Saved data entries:

☆ ☆ ☆ ☆ ☆

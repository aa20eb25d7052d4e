//! One-shot isolated workers and the client that drives them.
//!
//! Each call gets a fresh worker, a fresh correlation id and its own timeout.
//! The worker is terminated on every way out of the call.

use std::sync::Arc;
use std::time::Duration;
use tokio::sync::mpsc;
use tracing::{debug, warn};

use crate::error::WorkerError;
use crate::model::Project;

use super::protocol::{next_correlation_id, WorkerReply, WorkerRequest};

pub const DEFAULT_WORKER_TIMEOUT: Duration = Duration::from_millis(120_000);

/// Message channel to a single worker instance.
pub struct WorkerChannel {
  pub requests: mpsc::UnboundedSender<WorkerRequest>,
  pub replies: mpsc::UnboundedReceiver<WorkerReply>,
  terminate: Option<Box<dyn FnOnce() + Send>>,
}

impl WorkerChannel {
  pub fn new(
    requests: mpsc::UnboundedSender<WorkerRequest>,
    replies: mpsc::UnboundedReceiver<WorkerReply>,
    terminate: impl FnOnce() + Send + 'static,
  ) -> Self {
    Self {
      requests,
      replies,
      terminate: Some(Box::new(terminate)),
    }
  }

  /// Stop the worker. Idempotent.
  pub fn terminate(&mut self) {
    if let Some(terminate) = self.terminate.take() {
      terminate();
    }
    self.replies.close();
  }
}

impl Drop for WorkerChannel {
  fn drop(&mut self) {
    self.terminate();
  }
}

/// Starts one worker per call.
pub trait WorkerSpawner: Send + Sync {
  fn spawn(&self) -> Result<WorkerChannel, WorkerError>;
}

impl<T: WorkerSpawner + ?Sized> WorkerSpawner for Arc<T> {
  fn spawn(&self) -> Result<WorkerChannel, WorkerError> {
    (**self).spawn()
  }
}

/// Sends one parse request per worker and waits for its reply.
pub struct WorkerClient<W: WorkerSpawner> {
  spawner: W,
  timeout: Duration,
}

impl<W: WorkerSpawner> WorkerClient<W> {
  pub fn new(spawner: W) -> Self {
    Self {
      spawner,
      timeout: DEFAULT_WORKER_TIMEOUT,
    }
  }

  /// A zero timeout means the default.
  pub fn with_timeout(mut self, timeout: Duration) -> Self {
    self.timeout = if timeout.is_zero() {
      DEFAULT_WORKER_TIMEOUT
    } else {
      timeout
    };
    self
  }

  pub fn timeout(&self) -> Duration {
    self.timeout
  }

  /// Parse `buffer` in a fresh worker. The buffer is moved into the worker.
  pub async fn parse(
    &self,
    buffer: Vec<u8>,
    password: Option<&str>,
    preferred_language: Option<&str>,
  ) -> Result<Project, WorkerError> {
    let id = next_correlation_id();
    let mut channel = self.spawner.spawn()?;
    debug!(id, bytes = buffer.len(), "parse worker started");

    let request = WorkerRequest {
      id: id.clone(),
      buffer,
      password: password.map(String::from),
      preferred_language: preferred_language.map(String::from),
    };

    let result = if channel.requests.send(request).is_err() {
      Err(WorkerError::Crashed(
        "worker stopped before receiving the request".to_string(),
      ))
    } else {
      match tokio::time::timeout(self.timeout, wait_for_reply(&mut channel.replies, &id)).await {
        Ok(result) => result,
        Err(_) => {
          warn!(id, timeout_ms = self.timeout.as_millis() as u64, "parse worker timed out");
          Err(WorkerError::Timeout(self.timeout))
        }
      }
    };

    channel.terminate();
    result
  }
}

/// First reply carrying `id`; replies for other requests are skipped.
async fn wait_for_reply(
  replies: &mut mpsc::UnboundedReceiver<WorkerReply>,
  id: &str,
) -> Result<Project, WorkerError> {
  while let Some(reply) = replies.recv().await {
    if reply.id != id {
      debug!(expected = id, received = %reply.id, "ignoring reply for another request");
      continue;
    }
    return reply
      .outcome
      .map(|project| *project)
      .map_err(WorkerError::Failed);
  }
  Err(WorkerError::Crashed("worker exited without replying".to_string()))
}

☆ ☆ ☆ ☆ ☆

To do: Each line of the data must be copied exactly as it appears.

Result for this task:
repository aa20eb25d7052d4e
//! One-shot isolated workers and the client that drives them.
//!
//! Each call gets a fresh worker, a fresh correlation id and its own timeout.
//! The worker is terminated on every way out of the call.

use std::sync::Arc;
use std::time::Duration;
use tokio::sync::mpsc;
use tracing::{debug, warn};

use crate::error::WorkerError;
use crate::model::Project;

use super::protocol::{next_correlation_id, WorkerReply, WorkerRequest};

pub const DEFAULT_WORKER_TIMEOUT: Duration = Duration::from_millis(120_000);

/// Message channel to a single worker instance.
pub struct WorkerChannel {
  pub requests: mpsc::UnboundedSender<WorkerRequest>,
  pub replies: mpsc::UnboundedReceiver<WorkerReply>,
  terminate: Option<Box<dyn FnOnce() + Send>>,
}

impl WorkerChannel {
  pub fn new(
    requests: mpsc::UnboundedSender<WorkerRequest>,
    replies: mpsc::UnboundedReceiver<WorkerReply>,
    terminate: impl FnOnce() + Send + 'static,
  ) -> Self {
    Self {
      requests,
      replies,
      terminate: Some(Box::new(terminate)),
    }
  }

  /// Stop the worker. Idempotent.
  pub fn terminate(&mut self) {
    if let Some(terminate) = self.terminate.take() {
      terminate();
    }
    self.replies.close();
  }
}

impl Drop for WorkerChannel {
  fn drop(&mut self) {
    self.terminate();
  }
}

/// Starts one worker per call.
pub trait WorkerSpawner: Send + Sync {
  fn spawn(&self) -> Result<WorkerChannel, WorkerError>;
}

impl<T: WorkerSpawner + ?Sized> WorkerSpawner for Arc<T> {
  fn spawn(&self) -> Result<WorkerChannel, WorkerError> {
    (**self).spawn()
  }
}

/// Sends one parse request per worker and waits for its reply.
pub struct WorkerClient<W: WorkerSpawner> {
  spawner: W,
  timeout: Duration,
}

impl<W: WorkerSpawner> WorkerClient<W> {
  pub fn new(spawner: W) -> Self {
    Self {
      spawner,
      timeout: DEFAULT_WORKER_TIMEOUT,
    }
  }

  /// A zero timeout means the default.
  pub fn with_timeout(mut self, timeout: Duration) -> Self {
    self.timeout = if timeout.is_zero() {
      DEFAULT_WORKER_TIMEOUT
    } else {
      timeout
    };
    self
  }

  pub fn timeout(&self) -> Duration {
    self.timeout
  }

  /// Parse `buffer` in a fresh worker. The buffer is moved into the worker.
  pub async fn parse(
    &self,
    buffer: Vec<u8>,
    password: Option<&str>,
    preferred_language: Option<&str>,
  ) -> Result<Project, WorkerError> {
    let id = next_correlation_id();
    let mut channel = self.spawner.spawn()?;
    debug!(id, bytes = buffer.len(), "parse worker started");

    let request = WorkerRequest {
      id: id.clone(),
      buffer,
      password: password.map(String::from),
      preferred_language: preferred_language.map(String::from),
    };

    let result = if channel.requests.send(request).is_err() {
      Err(WorkerError::Crashed(
        "worker stopped before receiving the request".to_string(),
      ))
    } else {
      match tokio::time::timeout(self.timeout, wait_for_reply(&mut channel.replies, &id)).await {
        Ok(result) => result,
        Err(_) => {
          warn!(id, timeout_ms = self.timeout.as_millis() as u64, "parse worker timed out");
          Err(WorkerError::Timeout(self.timeout))
        }
      }
    };

    channel.terminate();
    result
  }
}

/// First reply carrying `id`; replies for other requests are skipped.
async fn wait_for_reply(
  replies: &mut mpsc::UnboundedReceiver<WorkerReply>,
  id: &str,
) -> Result<Project, WorkerError> {
  while let Some(reply) = replies.recv().await {
    if reply.id != id {
      debug!(expected = id, received = %reply.id, "ignoring reply for another request");
      continue;
    }
    return reply
      .outcome
      .map(|project| *project)
      .map_err(WorkerError::Failed);
  }
  Err(WorkerError::Crashed("worker exited without replying".to_string()))
}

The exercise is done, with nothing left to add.